Task instructions: A single number is required: how many lines in the entries hold the word "scores".

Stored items
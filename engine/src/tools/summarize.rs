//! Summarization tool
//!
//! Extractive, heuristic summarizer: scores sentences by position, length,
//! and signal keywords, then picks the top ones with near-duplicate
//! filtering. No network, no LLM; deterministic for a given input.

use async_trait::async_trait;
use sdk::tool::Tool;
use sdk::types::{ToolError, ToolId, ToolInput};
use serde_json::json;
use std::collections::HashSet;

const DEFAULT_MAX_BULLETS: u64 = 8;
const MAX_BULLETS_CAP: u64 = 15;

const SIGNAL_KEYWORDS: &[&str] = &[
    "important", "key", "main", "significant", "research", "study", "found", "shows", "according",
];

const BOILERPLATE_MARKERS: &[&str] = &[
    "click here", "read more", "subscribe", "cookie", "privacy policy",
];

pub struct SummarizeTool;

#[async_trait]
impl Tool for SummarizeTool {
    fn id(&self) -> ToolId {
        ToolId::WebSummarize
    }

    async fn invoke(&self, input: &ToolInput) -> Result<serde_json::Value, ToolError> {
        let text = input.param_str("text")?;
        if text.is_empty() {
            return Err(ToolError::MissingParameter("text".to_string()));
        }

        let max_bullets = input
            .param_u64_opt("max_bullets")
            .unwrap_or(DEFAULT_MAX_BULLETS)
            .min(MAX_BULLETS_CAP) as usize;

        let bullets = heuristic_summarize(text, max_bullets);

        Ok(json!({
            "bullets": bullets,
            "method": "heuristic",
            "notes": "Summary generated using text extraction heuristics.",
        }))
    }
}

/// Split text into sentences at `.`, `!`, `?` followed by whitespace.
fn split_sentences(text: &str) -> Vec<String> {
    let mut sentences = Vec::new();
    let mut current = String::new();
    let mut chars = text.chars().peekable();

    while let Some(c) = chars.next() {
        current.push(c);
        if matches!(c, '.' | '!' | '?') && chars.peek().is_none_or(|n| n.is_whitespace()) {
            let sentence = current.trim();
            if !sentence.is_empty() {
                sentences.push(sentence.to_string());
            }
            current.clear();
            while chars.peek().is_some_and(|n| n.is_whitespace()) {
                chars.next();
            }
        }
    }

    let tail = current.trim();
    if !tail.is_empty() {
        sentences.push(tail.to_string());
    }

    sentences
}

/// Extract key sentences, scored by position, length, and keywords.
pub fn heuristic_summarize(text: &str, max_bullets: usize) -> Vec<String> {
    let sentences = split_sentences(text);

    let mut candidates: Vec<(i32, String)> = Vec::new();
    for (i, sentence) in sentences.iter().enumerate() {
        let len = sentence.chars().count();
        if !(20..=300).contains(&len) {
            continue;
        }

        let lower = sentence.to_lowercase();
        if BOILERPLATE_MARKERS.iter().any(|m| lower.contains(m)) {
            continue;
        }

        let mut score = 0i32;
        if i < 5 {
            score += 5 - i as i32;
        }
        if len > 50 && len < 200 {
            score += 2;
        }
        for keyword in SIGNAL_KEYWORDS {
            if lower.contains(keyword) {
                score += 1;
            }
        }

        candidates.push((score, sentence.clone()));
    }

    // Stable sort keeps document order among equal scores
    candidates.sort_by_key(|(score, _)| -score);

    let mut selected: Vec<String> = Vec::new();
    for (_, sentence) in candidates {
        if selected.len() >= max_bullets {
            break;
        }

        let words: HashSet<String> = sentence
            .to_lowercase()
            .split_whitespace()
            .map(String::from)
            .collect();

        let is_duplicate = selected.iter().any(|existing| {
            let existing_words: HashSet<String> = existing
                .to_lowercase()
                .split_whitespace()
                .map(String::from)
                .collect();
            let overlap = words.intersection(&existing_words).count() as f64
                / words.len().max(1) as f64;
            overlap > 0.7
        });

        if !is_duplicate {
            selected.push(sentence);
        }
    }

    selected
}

Task output: 2